= Manuel Josias Sithole =

Manuel Josias Sithole, commonly known as Emmanuel Sithole, was a Mozambican immigrant who was brutally stabbed to death on 18 April 2015 on second street in Alexandra Township, Johannesburg. James Oatway and Beauregard Tromp were taking pictures and reporting on break ins and looting of shops associated with xenophobic violence that began at the end of March in Gauteng.

==2008 Background==
Seven years prior, on the in May 2008, Alexandra Township had been transformed into a War Zone
 In a wave of attacks, looting and arson followed across townships with 62 people dying, 342 looted shops, 213 burnt down and widespread displacement.
The deployment of the SANDF was approved on 15 May 2008.

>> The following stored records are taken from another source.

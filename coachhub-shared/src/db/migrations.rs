/// Embedded database migrations
///
/// SQL files live in `migrations/` at the workspace root and are compiled
/// into the binary with `sqlx::migrate!`, so the server can bring a fresh
/// database up to date on start.
///
/// # Example
///
/// ```no_run
/// use coachhub_shared::db::migrations::{run_migrations, get_migration_status};
/// use sqlx::PgPool;
///
/// # async fn example(pool: PgPool) -> Result<(), Box<dyn std::error::Error>> {
/// run_migrations(&pool).await?;
/// let status = get_migration_status(&pool).await?;
/// println!("Applied {} migrations", status.applied_migrations);
/// # Ok(())
/// # }
/// ```

use sqlx::{migrate::MigrateDatabase, migrate::Migrator, postgres::PgPool, Postgres};
use tracing::{debug, info, warn};

/// Migrations compiled into the crate.
pub static MIGRATOR: Migrator = sqlx::migrate!("../migrations");

/// Migration status information
#[derive(Debug, Clone, PartialEq, Eq)]
pub struct MigrationStatus {
    /// Number of successfully applied migrations
    pub applied_migrations: usize,

    /// Highest applied version
    pub latest_version: Option<i64>,

    /// Whether every embedded migration has been applied
    pub is_up_to_date: bool,
}

/// Applies all pending migrations.
///
/// # Errors
///
/// Returns an error if a migration fails; the failing migration is rolled
/// back by sqlx.
pub async fn run_migrations(pool: &PgPool) -> Result<(), sqlx::migrate::MigrateError> {
    info!(embedded = MIGRATOR.iter().count(), "Running database migrations");

    MIGRATOR.run(pool).await.map_err(|e| {
        warn!(error = %e, "Migration failed");
        e
    })?;

    info!("Database schema is up to date");
    Ok(())
}

/// Reads `_sqlx_migrations` and compares it with the embedded set.
pub async fn get_migration_status(pool: &PgPool) -> Result<MigrationStatus, sqlx::Error> {
    let table_exists: bool = sqlx::query_scalar(
        r#"
        SELECT EXISTS (
            SELECT FROM information_schema.tables
            WHERE table_schema = 'public' AND table_name = '_sqlx_migrations'
        )
        "#,
    )
    .fetch_one(pool)
    .await?;

    if !table_exists {
        debug!("Migrations table does not exist yet");
        return Ok(MigrationStatus {
            applied_migrations: 0,
            latest_version: None,
            is_up_to_date: false,
        });
    }

    let (count, latest_version): (i64, Option<i64>) = sqlx::query_as(
        "SELECT COUNT(*), MAX(version) FROM _sqlx_migrations WHERE success = TRUE",
    )
    .fetch_one(pool)
    .await?;

    let embedded_latest = MIGRATOR.iter().map(|m| m.version).max();

    Ok(MigrationStatus {
        applied_migrations: count as usize,
        latest_version,
        is_up_to_date: latest_version.is_some() && latest_version >= embedded_latest,
    })
}

/// Creates the database named in `database_url` when it is missing.
///
/// Used by the development bootstrap and the integration tests.
pub async fn ensure_database_exists(database_url: &str) -> Result<(), sqlx::Error> {
    if !Postgres::database_exists(database_url).await? {
        info!("Database does not exist, creating it");
        Postgres::create_database(database_url).await?;
    }

    Ok(())
}

#[cfg(test)]
mod tests {
    use super::*;

    #[test]
    fn test_embedded_migrations_are_ordered() {
        let versions: Vec<i64> = MIGRATOR.iter().map(|m| m.version).collect();
        assert!(!versions.is_empty());

        let mut sorted = versions.clone();
        sorted.sort_unstable();
        assert_eq!(versions, sorted);
    }
}
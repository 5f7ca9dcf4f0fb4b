/// Configuration management for the API server
///
/// Configuration comes from environment variables; a `.env` file is loaded
/// first when present.
///
/// # Environment Variables
///
/// - `API_HOST` / `API_PORT`: bind address (default `0.0.0.0:5000`)
/// - `API_PRODUCTION`: enables HSTS and hides reset tokens (default `false`)
/// - `CORS_ORIGINS`: comma-separated origins, `*` for any (default `*`)
/// - `UPLOAD_DIR`: where organization logos are stored (default `uploads`)
/// - `DATABASE_URL`: PostgreSQL connection string (required)
/// - `DATABASE_MAX_CONNECTIONS`: pool size (default 10)
/// - `JWT_SECRET`: HS256 secret, at least 32 characters (required)
/// - `JWT_ACCESS_TTL_MINUTES` / `JWT_REFRESH_TTL_DAYS`: token lifetimes (15 / 7)
/// - `SMTP_HOST`, `SMTP_PORT`, `SMTP_USERNAME`, `SMTP_PASSWORD`: outgoing mail;
///   without `SMTP_HOST` messages are written to `EMAIL_DIR` (default `emails`)
/// - `EMAIL_FROM` / `EMAIL_FROM_NAME`: sender address and display name
/// - `FRONTEND_URL`: base of links in emails
/// - `AUTH_RATE_LIMIT_PER_MINUTE` / `REGISTRATION_RATE_LIMIT_PER_HOUR`: 10 / 5
///
/// # Example
///
/// ```no_run
/// use coachhub_api::config::Config;
///
/// # fn example() -> anyhow::Result<()> {
/// let config = Config::from_env()?;
/// println!("Server will listen on {}", config.bind_address());
/// # Ok(())
/// # }
/// ```

use anyhow::Context;
use serde::{Deserialize, Serialize};
use std::env;
use std::path::PathBuf;
use std::str::FromStr;

/// Complete application configuration
#[derive(Debug, Clone, Serialize, Deserialize)]
pub struct Config {
    pub api: ApiConfig,
    pub database: DatabaseConfig,
    pub jwt: JwtConfig,
    pub email: EmailConfig,
    pub rate_limit: RateLimitConfig,
}

/// API server configuration
#[derive(Debug, Clone, Serialize, Deserialize)]
pub struct ApiConfig {
    pub host: String,
    pub port: u16,

    /// Production mode: HSTS on, reset tokens never echoed
    pub production: bool,

    /// Allowed CORS origins; `*` allows any
    pub cors_origins: Vec<String>,

    /// Root directory for uploaded files
    pub upload_dir: PathBuf,
}

/// Database configuration
#[derive(Debug, Clone, Serialize, Deserialize)]
pub struct DatabaseConfig {
    pub url: String,
    pub max_connections: u32,
}

/// JWT configuration
#[derive(Debug, Clone, Serialize, Deserialize)]
pub struct JwtConfig {
    /// HS256 signing secret. Generate with `openssl rand -hex 32`.
    #[serde(skip_serializing)]
    pub secret: String,

    pub access_ttl_minutes: i64,
    pub refresh_ttl_days: i64,
}

/// Outgoing email
#[derive(Debug, Clone, Serialize, Deserialize)]
pub struct EmailConfig {
    pub smtp: Option<SmtpConfig>,

    /// Used when `smtp` is `None`
    pub file_dir: PathBuf,

    pub from_email: String,
    pub from_name: String,

    /// Base URL for links in emails
    pub frontend_url: String,
}

#[derive(Debug, Clone, Serialize, Deserialize)]
pub struct SmtpConfig {
    pub host: String,
    pub port: u16,
    pub username: Option<String>,
    #[serde(skip_serializing)]
    pub password: Option<String>,
}

/// Request budgets for unauthenticated endpoints
#[derive(Debug, Clone, Copy, Serialize, Deserialize)]
pub struct RateLimitConfig {
    /// Login, refresh and password reset, per client per minute
    pub auth_per_minute: u32,

    /// Registrations per client per hour
    pub registration_per_hour: u32,
}

fn parse_or<T>(lookup: &impl Fn(&str) -> Option<String>, key: &str, default: T) -> anyhow::Result<T>
where
    T: FromStr,
    T::Err: std::error::Error + Send + Sync + 'static,
{
    match lookup(key) {
        Some(raw) if !raw.trim().is_empty() => raw
            .trim()
            .parse::<T>()
            .with_context(|| format!("{} has an invalid value: {}", key, raw)),
        _ => Ok(default),
    }
}

fn string_or(lookup: &impl Fn(&str) -> Option<String>, key: &str, default: &str) -> String {
    lookup(key)
        .filter(|v| !v.trim().is_empty())
        .unwrap_or_else(|| default.to_string())
}

impl Config {
    /// Loads configuration from the process environment.
    ///
    /// # Errors
    ///
    /// Returns an error if a required variable is missing, a value does not
    /// parse, or `JWT_SECRET` is shorter than 32 characters.
    pub fn from_env() -> anyhow::Result<Self> {
        dotenvy::dotenv().ok();
        Self::from_lookup(|key| env::var(key).ok())
    }

    /// Builds the configuration from any key/value source.
    pub fn from_lookup(lookup: impl Fn(&str) -> Option<String>) -> anyhow::Result<Self> {
        let database_url = lookup("DATABASE_URL")
            .ok_or_else(|| anyhow::anyhow!("DATABASE_URL environment variable is required"))?;

        let jwt_secret = lookup("JWT_SECRET")
            .ok_or_else(|| anyhow::anyhow!("JWT_SECRET environment variable is required"))?;

        if jwt_secret.len() < 32 {
            anyhow::bail!("JWT_SECRET must be at least 32 characters long");
        }

        let cors_origins = string_or(&lookup, "CORS_ORIGINS", "*")
            .split(',')
            .map(|origin| origin.trim().to_string())
            .filter(|origin| !origin.is_empty())
            .collect();

        let smtp = match lookup("SMTP_HOST").filter(|h| !h.trim().is_empty()) {
            Some(host) => Some(SmtpConfig {
                host,
                port: parse_or(&lookup, "SMTP_PORT", 587)?,
                username: lookup("SMTP_USERNAME").filter(|v| !v.is_empty()),
                password: lookup("SMTP_PASSWORD").filter(|v| !v.is_empty()),
            }),
            None => None,
        };

        Ok(Self {
            api: ApiConfig {
                host: string_or(&lookup, "API_HOST", "0.0.0.0"),
                port: parse_or(&lookup, "API_PORT", 5000)?,
                production: parse_or(&lookup, "API_PRODUCTION", false)?,
                cors_origins,
                upload_dir: PathBuf::from(string_or(&lookup, "UPLOAD_DIR", "uploads")),
            },
            database: DatabaseConfig {
                url: database_url,
                max_connections: parse_or(&lookup, "DATABASE_MAX_CONNECTIONS", 10)?,
            },
            jwt: JwtConfig {
                secret: jwt_secret,
                access_ttl_minutes: parse_or(&lookup, "JWT_ACCESS_TTL_MINUTES", 15)?,
                refresh_ttl_days: parse_or(&lookup, "JWT_REFRESH_TTL_DAYS", 7)?,
            },
            email: EmailConfig {
                smtp,
                file_dir: PathBuf::from(string_or(&lookup, "EMAIL_DIR", "emails")),
                from_email: string_or(&lookup, "EMAIL_FROM", "noreply@coachhub.local"),
                from_name: string_or(&lookup, "EMAIL_FROM_NAME", "CoachHub"),
                frontend_url: string_or(&lookup, "FRONTEND_URL", "http://localhost:5173")
                    .trim_end_matches('/')
                    .to_string(),
            },
            rate_limit: RateLimitConfig {
                auth_per_minute: parse_or(&lookup, "AUTH_RATE_LIMIT_PER_MINUTE", 10)?,
                registration_per_hour: parse_or(&lookup, "REGISTRATION_RATE_LIMIT_PER_HOUR", 5)?,
            },
        })
    }

    /// Returns the server bind address
    pub fn bind_address(&self) -> String {
        format!("{}:{}", self.api.host, self.api.port)
    }
}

Thabo Mbeki's response was to deny that the violence was xenophobic and attributed the actions to township crime.
In the aftermath, the state was criticised both for its inadequate response, its lack of a co-ordinated response and for creating conditions where in the crisis took place.

==2015 Hostility toward African migrants==
Towards the end of March, 2015, Xenophobic violence began brewing in Gauteng cities and "corrective violence” (vigilantism) saw black South Africans taking the law into their hands and justifying looting and discrimination by referring to a desire to address crime and drug abuse. Scepticism about the effectiveness of police (and their neutrality) and the capability of state institutions, was again expressed.

==Effects of the image==
A series of photographs about the Sithole's murder, taken by photojournalist Oatway, dominated the collective memory. The photos gave the target of violence “a face, a name, a life and a personality” While the perpetrators of Sithole's murder were punished, the pattern of xenophobia denialism
with the state's insistence on criminality or the displacement of responsibility onto a "third force"

Following Sithole's murder, Minister Nosiviwe Mapisa Nqakula announced that the South African National Defence Force would be deployed to “volatile areas", Operation Fiela (meaning ‘sweep’ in Sesotho) would raid hostels, churches, and apartment buildings looking for more undocumented migrants.